Risk Assessment: Outpatients and Inpatient
Outpatient
Assess risk of pressure ulcer development for all patients receiving care in areas such as outpatient, ambulatory care, less than 24-hour stay, same-day surgery, emergency room, catheter lab or similar settings.
Increases in population age, severity of illness and comorbidities result in outpatient areas providing care for more patients at risk of pressure ulcer development. Health care services and triage processes may immobilize patients for two or more hours and place the patient at risk of pressure ulcer development.
Assess patient using the following questions:
- Is the patient bed- or wheelchair-bound, or does he/she require assistance to transfer?
- Will the patient be immobile or sedated for more than two hours?
- Is the patient incontinent of urine and/or stool?
- Does the patient have existing pressure ulcers, history of pressure ulcers or comorbidities?
- Is the patient under 5 years of age or over 65 years of age?
- Does the patient have poor nutritional status (i.e., malnutrition)?
- Does the patient have hemodynamic instability?
In addition, for young children, assess risk of pressure ulcer development by checking:
Is the baby/child:
- Moving extremities and/or body inappropriately for developmental age?
- Responding to discomfort in developmentally inappropriate manner?
- Demonstrating inadequate tissue perfusion with evidence of skin breakdown?

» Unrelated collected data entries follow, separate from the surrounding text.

//! # Configuration
//!
//! Centralizes all settings with a clear override hierarchy:
//! defaults → config file → env vars → CLI flags.
//!
//! Config lives at `~/.dpad/config.toml`. If missing on first run, a
//! commented-out default is generated so users can discover all options.

use log::{LevelFilter, debug, info, warn};
use serde::{Deserialize, Serialize};
use std::fmt;
use std::fs;
use std::path::{Path, PathBuf};
use std::time::Duration;

use crate::core::engine::{DEFAULT_ALIGNMENT_WEIGHT, NavTuning};
use crate::core::history::DEFAULT_EXIT_WINDOW;
use crate::core::registry::AutoFocus;

// ============================================================================
// Config Structs (all fields Option<T> for sparse TOML)
// ============================================================================

#[derive(Debug, Default, Deserialize, Serialize)]
pub struct DpadConfig {
    #[serde(default)]
    pub general: GeneralConfig,
    #[serde(default)]
    pub navigation: NavigationConfig,
    #[serde(default)]
    pub history: HistoryConfig,
}

#[derive(Debug, Default, Deserialize, Serialize)]
pub struct GeneralConfig {
    pub root_view: Option<String>,
    pub log_level: Option<String>,
}

#[derive(Debug, Default, Deserialize, Serialize)]
pub struct NavigationConfig {
    pub alignment_weight: Option<f64>,
    pub section_first: Option<bool>,
    pub auto_focus: Option<AutoFocus>,
}

#[derive(Debug, Default, Deserialize, Serialize)]
pub struct HistoryConfig {
    pub exit_window_ms: Option<u64>,
}

// ============================================================================
// Defaults
// ============================================================================

pub const DEFAULT_ROOT_VIEW: &str = "home";
pub const DEFAULT_LOG_LEVEL: LevelFilter = LevelFilter::Info;

// ============================================================================
// Resolved Config (concrete values, no Options)
// ============================================================================

#[derive(Debug, Clone)]
pub struct ResolvedConfig {
    pub root_view: String,
    pub log_level: LevelFilter,
    pub tuning: NavTuning,
    pub auto_focus: AutoFocus,
    pub exit_window: Duration,
}

/// Values given on the command line (None/false = not specified).
#[derive(Debug, Default, Clone)]
pub struct CliOverrides {
    pub root_view: Option<String>,
    pub log_level: Option<String>,
    pub no_auto_focus: bool,
}

// ============================================================================
// Error Type
// ============================================================================

#[derive(Debug)]
pub enum ConfigError {
    Io(std::io::Error),
    Parse(toml::de::Error),
}

impl fmt::Display for ConfigError {
    fn fmt(&self, f: &mut fmt::Formatter<'_>) -> fmt::Result {
        match self {
            ConfigError::Io(e) => write!(f, "config I/O error: {e}"),
            ConfigError::Parse(e) => write!(f, "config parse error: {e}"),
        }
    }
}

impl std::error::Error for ConfigError {}

// ============================================================================
// Loading
// ============================================================================

/// Returns the path to `~/.dpad/config.toml`.
pub fn config_path() -> Option<PathBuf> {
    dirs::home_dir().map(|h| h.join(".dpad").join("config.toml"))
}

/// Load config from `~/.dpad/config.toml`.
///
/// If the file doesn't exist, generates a commented-out default and
/// returns `DpadConfig::default()`. If it exists but is malformed,
/// returns `ConfigError::Parse`.
pub fn load_config() -> Result<DpadConfig, ConfigError> {
    let path = match config_path() {
        Some(p) => p,
        None => {
            warn!("Could not determine home directory, using default config");
            return Ok(DpadConfig::default());
        }
    };

    if !path.exists() {
        info!("No config file found, generating default at {}", path.display());
        generate_default_config(&path);
        return Ok(DpadConfig::default());
    }

    load_config_from(&path)
}

/// Parse a config file at an explicit path.
pub fn load_config_from(path: &Path) -> Result<DpadConfig, ConfigError> {
    let contents = fs::read_to_string(path).map_err(ConfigError::Io)?;
    let config: DpadConfig = toml::from_str(&contents).map_err(ConfigError::Parse)?;
    info!("Loaded config from {}", path.display());
    debug!("Config: {:?}", config);
    Ok(config)
}

/// Generates a commented-out default config file at the given path.
fn generate_default_config(path: &Path) {
    let default_content = r#"# dpad Configuration
# All settings are optional; defaults are used for anything not specified.
# Override hierarchy: defaults → this file → env vars → CLI flags.

# [general]
# root_view = "home"                 # Or set DPAD_ROOT_VIEW
# log_level = "info"                 # "off", "error", "warn", "info", "debug", "trace"

# [navigation]
# alignment_weight = 2.0             # Penalty per unit of perpendicular misalignment
# section_first = true               # Search the focused section before the whole screen
# auto_focus = "first_registration"  # "first_registration" or "disabled"

# [history]
# exit_window_ms = 1000              # Double-back-to-exit window; or DPAD_EXIT_WINDOW_MS
"#;

    if let Some(parent) = path.parent()
        && let Err(e) = fs::create_dir_all(parent)
    {
        warn!("Failed to create config directory: {}", e);
        return;
    }
    if let Err(e) = fs::write(path, default_content) {
        warn!("Failed to write default config: {}", e);
    }
}

// ============================================================================
// Resolution
// ============================================================================

/// Resolve the final config by collapsing: defaults → config file → env vars → CLI.
pub fn resolve(config: &DpadConfig, cli: &CliOverrides) -> ResolvedConfig {
    // Root view: CLI → env → config → default
    let root_view = cli
        .root_view
        .clone()
        .or_else(|| std::env::var("DPAD_ROOT_VIEW").ok())
        .or_else(|| config.general.root_view.clone())
        .filter(|v| !v.trim().is_empty())
        .unwrap_or_else(|| DEFAULT_ROOT_VIEW.to_string());

    // Log level: CLI → env → config → default
    let log_level = cli
        .log_level
        .clone()
        .or_else(|| std::env::var("DPAD_LOG_LEVEL").ok())
        .or_else(|| config.general.log_level.clone())
        .and_then(|s| parse_level(&s))
        .unwrap_or(DEFAULT_LOG_LEVEL);

    // Exit window: env → config → default
    let exit_window_ms = std::env::var("DPAD_EXIT_WINDOW_MS")
        .ok()
        .and_then(|s| match s.trim().parse::<u64>() {
            Ok(ms) => Some(ms),
            Err(e) => {
                warn!("Ignoring DPAD_EXIT_WINDOW_MS={:?}: {}", s, e);
                None
            }
        })
        .or(config.history.exit_window_ms);
    let exit_window = match exit_window_ms {
        Some(0) => {
            warn!("exit_window_ms must be positive, using default");
            DEFAULT_EXIT_WINDOW
        }
        Some(ms) => Duration::from_millis(ms),
        None => DEFAULT_EXIT_WINDOW,
    };

    // Alignment weight: config → default, rejecting nonsense
    let alignment_weight = match config.navigation.alignment_weight {
        Some(w) if w.is_finite() && w >= 0.0 => w,
        Some(w) => {
            warn!("alignment_weight {} is invalid, using default", w);
            DEFAULT_ALIGNMENT_WEIGHT
        }
        None => DEFAULT_ALIGNMENT_WEIGHT,
    };

    // Auto focus: CLI flag wins over config
    let auto_focus = if cli.no_auto_focus {
        AutoFocus::Disabled
    } else {
        config.navigation.auto_focus.unwrap_or_default()
    };

    ResolvedConfig {
        root_view,
        log_level,
        tuning: NavTuning {
            alignment_weight,
            section_first: config.navigation.section_first.unwrap_or(true),
        },
        auto_focus,
        exit_window,
    }
}

fn parse_level(s: &str) -> Option<LevelFilter> {
    match s.trim().parse::<LevelFilter>() {
        Ok(level) => Some(level),
        Err(_) => {
            warn!("Unknown log level {:?}, using default", s);
            None
        }
    }
}
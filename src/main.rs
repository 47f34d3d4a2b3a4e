use clap::Parser;
use dpad::core::config::{self, CliOverrides, DpadConfig};
use simplelog::{ConfigBuilder, LevelFilter, WriteLogger};
use std::fs::File;
use std::path::PathBuf;

#[derive(Parser)]
#[command(name = "dpad", about = "Remote-control focus navigation in the terminal")]
struct Args {
    /// View shown at the bottom of the history stack
    #[arg(long)]
    root_view: Option<String>,

    /// Log level: off, error, warn, info, debug, trace
    #[arg(long)]
    log_level: Option<String>,

    /// Don't focus the first tile automatically
    #[arg(long)]
    no_auto_focus: bool,

    /// Read settings from this file instead of ~/.dpad/config.toml
    #[arg(long)]
    config: Option<PathBuf>,
}

fn main() -> std::io::Result<()> {
    let args = Args::parse();
    dotenv::dotenv().ok();

    // Logger first so config loading is recorded; the final level is
    // applied once the config is resolved
    let log_config = ConfigBuilder::new().set_time_format_rfc3339().build();
    if let Ok(log_file) = File::create("dpad.log") {
        let _ = WriteLogger::init(LevelFilter::Trace, log_config, log_file);
    }
    log::set_max_level(provisional_level(args.log_level.as_deref()));

    let loaded = match &args.config {
        Some(path) => config::load_config_from(path),
        None => config::load_config(),
    };
    let file_config = loaded.unwrap_or_else(|e| {
        log::warn!("{}, falling back to defaults", e);
        DpadConfig::default()
    });

    let cli = CliOverrides {
        root_view: args.root_view,
        log_level: args.log_level,
        no_auto_focus: args.no_auto_focus,
    };
    let resolved = config::resolve(&file_config, &cli);
    log::set_max_level(resolved.log_level);

    log::info!(
        "dpad starting at '{}' (exit window {:?})",
        resolved.root_view,
        resolved.exit_window
    );

    dpad::tui::run(resolved)
}

/// Level used while the config file is being read: CLI, then env, then the
/// default.
fn provisional_level(cli: Option<&str>) -> LevelFilter {
    cli.map(str::to_string)
        .or_else(|| std::env::var("DPAD_LOG_LEVEL").ok())
        .and_then(|s| s.trim().parse().ok())
        .unwrap_or(config::DEFAULT_LOG_LEVEL)
}

#[cfg(test)]
mod tests {
    use super::*;

    #[test]
    fn test_provisional_level_prefers_cli() {
        assert_eq!(provisional_level(Some("debug")), LevelFilter::Debug);
        assert_eq!(provisional_level(Some(" WARN ")), LevelFilter::Warn);
        assert_eq!(provisional_level(Some("off")), LevelFilter::Off);
    }
}
//! # TUI Adapter
//!
//! The ratatui-specific layer. Handles terminal I/O, renders screens of
//! focusable tiles, and translates keyboard events into remote `Signal`s.
//!
//! This is the only module that knows about ratatui and crossterm. A TV
//! shell would replace it and keep `core` as is.
//!
//! ## Wiring
//!
//! - One `FocusRegistry` + `SpatialNavigator` for the whole terminal.
//! - One `Screen` at a time. Changing view drops the old screen (its tiles
//!   unregister) and builds the new one.
//! - Tiles never touch history themselves. They queue a `ScreenCommand`;
//!   the loop applies queued commands after the navigator returns.
//! - The exit capability sets a quit flag the loop checks every iteration.
//! - A freshly built screen has no geometry until it is drawn. Input that
//!   arrives in between is deferred and replayed right after the next draw,
//!   so a fast "Enter, Right" lands on the new screen.
//!
//! ## Redraw Strategy
//!
//! Redraw only after an event or a timer firing. While the exit timer is
//! armed the loop polls every 100ms so the hint disappears on time;
//! otherwise it sleeps up to 500ms.

pub mod component;
pub mod components;
pub mod event;
mod ui;

use log::{debug, info};
use std::cell::{Cell, RefCell};
use std::collections::{HashMap, VecDeque};
use std::io::stdout;
use std::rc::Rc;
use std::time::{Duration, Instant};

use crossterm::cursor::{Hide, Show};
use crossterm::event::{DisableMouseCapture, EnableMouseCapture};
use crossterm::execute;

use crate::core::config::ResolvedConfig;
use crate::core::engine::{RootConfig, SpatialNavigator};
use crate::core::history::{BackOutcome, ViewHistory};
use crate::core::registry::FocusRegistry;
use crate::core::signal::{NavOutcome, Signal};
use crate::tui::components::{CommandQueue, Screen, ScreenCommand};
use crate::tui::event::{TuiEvent, poll_event_timeout};

const ARMED_POLL: Duration = Duration::from_millis(100);
const IDLE_POLL: Duration = Duration::from_millis(500);

/// TUI presentation state plus the navigation root it drives.
pub struct TuiState {
    pub nav: SpatialNavigator,
    pub screen: Screen,
    pub status_message: String,
    /// Title of the open detail popup, if any. Shared with the root's back
    /// handler, which closes it.
    detail: Rc<RefCell<Option<String>>>,
    commands: CommandQueue,
    /// Last focused tile per view, restored when the view is shown again.
    remembered: HashMap<String, String>,
    quit: Rc<Cell<bool>>,
    /// Set when the screen was rebuilt and not drawn since.
    layout_stale: bool,
    deferred: VecDeque<TuiEvent>,
}

impl TuiState {
    pub fn new(config: &ResolvedConfig) -> Self {
        let registry = FocusRegistry::with_auto_focus(config.auto_focus);
        let quit = Rc::new(Cell::new(false));
        let detail: Rc<RefCell<Option<String>>> = Rc::new(RefCell::new(None));

        let history = ViewHistory::new(config.root_view.clone())
            .with_exit_window(config.exit_window)
            .on_exit({
                let quit = Rc::clone(&quit);
                move || quit.set(true)
            });
        let root = RootConfig::new().with_back_handler({
            let detail = Rc::clone(&detail);
            move || detail.borrow_mut().take().is_some()
        });
        let nav = SpatialNavigator::new(registry.clone(), history, root).with_tuning(config.tuning);

        let commands = CommandQueue::default();
        // Startup focus is left to the registry's auto-focus policy
        let screen = Screen::build(&config.root_view, &registry, &commands);

        Self {
            nav,
            screen,
            status_message: String::new(),
            detail,
            commands,
            remembered: HashMap::new(),
            quit,
            layout_stale: true,
            deferred: VecDeque::new(),
        }
    }

    pub fn should_quit(&self) -> bool {
        self.quit.get()
    }

    pub fn detail(&self) -> Option<String> {
        self.detail.borrow().clone()
    }

    pub fn handle_event(&mut self, event: TuiEvent, now: Instant) {
        if self.layout_stale && !matches!(event, TuiEvent::ForceQuit | TuiEvent::Resize) {
            debug!("Screen not laid out yet, deferring {:?}", event);
            self.deferred.push_back(event);
            return;
        }
        match event {
            TuiEvent::Resize => {}
            TuiEvent::ForceQuit => self.quit.set(true),
            TuiEvent::Signal(signal) => {
                // The popup is modal: only Back reaches the navigator
                if self.detail.borrow().is_some() && signal != Signal::Back {
                    return;
                }
                let outcome = self.nav.handle_at(signal, now);
                self.apply_outcome(outcome);
            }
            TuiEvent::Forward => {
                if let Some(view) = self.nav.history_mut().go_forward() {
                    self.show_view(&view);
                }
            }
            TuiEvent::ResetNavigation => {
                self.nav.history_mut().reset_navigation();
                let root = self.nav.history().root().to_string();
                self.status_message.clear();
                self.show_view(&root);
            }
            TuiEvent::MouseClick(col, row) => {
                if self.detail.borrow().is_none()
                    && let Some(tile) = self.screen.hit_test(col, row)
                {
                    tile.binding().activate();
                }
            }
        }
        self.apply_commands();
    }

    /// Called by the renderer once every tile has its geometry.
    fn mark_laid_out(&mut self) {
        self.layout_stale = false;
    }

    /// Replay input deferred while the screen was being rebuilt. Returns
    /// true if anything was replayed.
    pub fn replay_deferred(&mut self, now: Instant) -> bool {
        if self.layout_stale || self.deferred.is_empty() {
            return false;
        }
        let queued = std::mem::take(&mut self.deferred);
        debug!("Replaying {} deferred event(s)", queued.len());
        for event in queued {
            // Re-defers the rest if this one rebuilds the screen again
            self.handle_event(event, now);
        }
        true
    }

    /// Drive timers. Returns true when something visible changed.
    pub fn tick(&mut self, now: Instant) -> bool {
        self.nav.tick(now)
    }

    fn apply_outcome(&mut self, outcome: NavOutcome) {
        debug!("Outcome: {:?}", outcome);
        match outcome {
            NavOutcome::BackHandled => self.status_message.clear(),
            NavOutcome::History(BackOutcome::Popped(view)) => self.show_view(&view),
            NavOutcome::History(BackOutcome::ExitRequested) => {
                info!("Exit requested from '{}'", self.nav.history().current());
            }
            _ => {}
        }
    }

    fn apply_commands(&mut self) {
        loop {
            let next = self.commands.borrow_mut().pop_front();
            let Some(command) = next else {
                break;
            };
            match command {
                ScreenCommand::Open(view) => {
                    if view == self.nav.history().current() {
                        continue;
                    }
                    self.nav.history_mut().navigate_to(view.clone());
                    self.show_view(&view);
                }
                ScreenCommand::ShowDetail(title) => {
                    self.status_message = format!("Playing: {title}");
                    *self.detail.borrow_mut() = Some(title);
                }
            }
        }
    }

    /// Replace the screen with `view` and put focus back where it was the
    /// last time that view was shown.
    fn show_view(&mut self, view: &str) {
        if let Some(id) = self.nav.registry().current() {
            self.remembered.insert(self.screen.view.clone(), id);
        }
        self.screen = Screen::build(view, self.nav.registry(), &self.commands);
        self.layout_stale = true;

        let target = self
            .remembered
            .get(view)
            .cloned()
            .or_else(|| self.screen.initial_focus());
        self.nav.set_initial_focus(target);
        let focused = self.nav.mount();
        debug!("Showing '{}', focus {:?}", view, focused);
    }
}

struct TerminalModeGuard;

impl TerminalModeGuard {
    fn new() -> std::io::Result<Self> {
        execute!(stdout(), EnableMouseCapture, Hide)?;
        info!("Terminal modes enabled (mouse, hidden cursor)");
        Ok(Self)
    }
}

impl Drop for TerminalModeGuard {
    fn drop(&mut self) {
        let _ = execute!(stdout(), DisableMouseCapture, Show);
    }
}

pub fn run(config: ResolvedConfig) -> std::io::Result<()> {
    let mut tui = TuiState::new(&config);

    let mut terminal = ratatui::init();
    let _terminal_mode_guard = TerminalModeGuard::new()?;
    let mut needs_redraw = true; // Force first frame

    let result = loop {
        if needs_redraw {
            if let Err(e) = terminal.draw(|f| ui::draw_ui(f, &mut tui)) {
                break Err(e);
            }
            needs_redraw = false;
            if tui.replay_deferred(Instant::now()) {
                needs_redraw = true;
            }
        }
        if tui.should_quit() {
            break Ok(());
        }

        let timeout = if needs_redraw {
            Duration::ZERO
        } else if tui.nav.history().is_exit_armed() {
            ARMED_POLL
        } else {
            IDLE_POLL
        };

        // Process first event + drain ALL pending events before next draw
        let mut pending = match poll_event_timeout(timeout) {
            Ok(event) => event,
            Err(e) => break Err(e),
        };
        while let Some(event) = pending {
            tui.handle_event(event, Instant::now());
            needs_redraw = true;
            pending = match poll_event_timeout(Duration::ZERO) {
                Ok(event) => event,
                Err(e) => {
                    log::warn!("Dropping input after read error: {}", e);
                    None
                }
            };
        }

        if tui.tick(Instant::now()) {
            needs_redraw = true;
        }
        if tui.should_quit() {
            break Ok(());
        }
    };

    tui.nav.teardown();
    ratatui::restore();
    info!("dpad shutting down");
    result
}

For a "Yes" response to any question above, initiate Skin Safety Plan. See Footnote #3, "Skin Safety Plan," below and Appendix D, "Skin Safety Plan," in the original guideline document.
Although research has identified those younger than 5 years and older than 65 years of age as being at high risk for developing pressure ulcers, those in between these ages should not be automatically excluded from evaluation. The existence of comorbid conditions such as cardiovascular and endocrine diseases may contribute to increased vulnerability for the development of pressure ulcers.
Individuals who undergo operative procedures may be at increased risk for pressure ulcers. This risk may be related to length of time on the operating room/procedure table, hypotension or to the type of procedure.
Inpatient
Full risk assessment includes determining a person's risk for pressure ulcer development and inspection of skin condition, particularly of pressure points.
For all inpatients, assess risk of pressure ulcer development at time of admission using a validated risk assessment tool. The literature and work group recommend the Braden Scale for Predicting Pressure Score Risk© (Braden Scale) and the Braden Q Scale©.
There are several tools available for risk assessment of pressure ulcer prevention. The Braden Scale for Predicting Pressure Score Risk (Braden Scale) is the most commonly used validated tool for predicting patients at risk for pressure ulcer development. Although the sensitivity and specificity for predicting pressure ulcer risk is high for the Braden scale, it serves as an adjunct to clinical judgment regarding each individual. It is important for the health care team to use the Braden score as a guideline in planning interventions aimed at prevention. Other tools available include the Norton Scale and Waterlow Scale.
The Braden Scale was developed and tested for the adult population. The Braden Q modified the Braden Scale for use in pediatrics. The Braden Q is made up of seven subscales: mobility, activity, sensory perception, skin moisture, friction and sheer, nutrition and tissue perfusion/oxygenation. The Braden Q was tested in a cohort study with children ages 21 days to 8 years in three sites.
Re-evaluate the risk of pressure ulcer development daily and with any change in condition such as surgery, change in nutritional status or level of mobility.
See Appendix A, "Braden Scale for Predicting Pressure Score Risk© (Braden Scale)," Appendix B, "Braden Q Scale©," and Appendix C, "Risk Assessment Plan," in the original guideline document.
Patients at Increased Risk
It is important for members of the health care team to become familiar with patient populations at increased risk for pressure ulcer development. High-risk diagnoses may include but are not limited to:
- Peripheral vascular disease
- Myocardial infarction
- Stroke
- Multiple trauma
- Musculoskeletal disorders/fractures
- Gastrointestinal (GI) bleed
- Spinal cord injury
- Neurological disorders (e.g., Guillain Barré, multiple sclerosis)
- Unstable and/or chronic medical conditions (e.g., diabetes, renal disease, cancer, chronic obstructive pulmonary disease [COPD], congestive heart failure [CHF], dementia)
- History of previous pressure ulcer
- Preterm neonates
- Dementia
Patients 75 years of age or greater and/or patients with multiple high-risk diagnoses should be advanced to the next level of risk.
Individuals who undergo operative procedures may be at increased risk for pressure ulcers. This risk may be related to length of time on the operating room/procedure table, hypotension or to the type of procedure.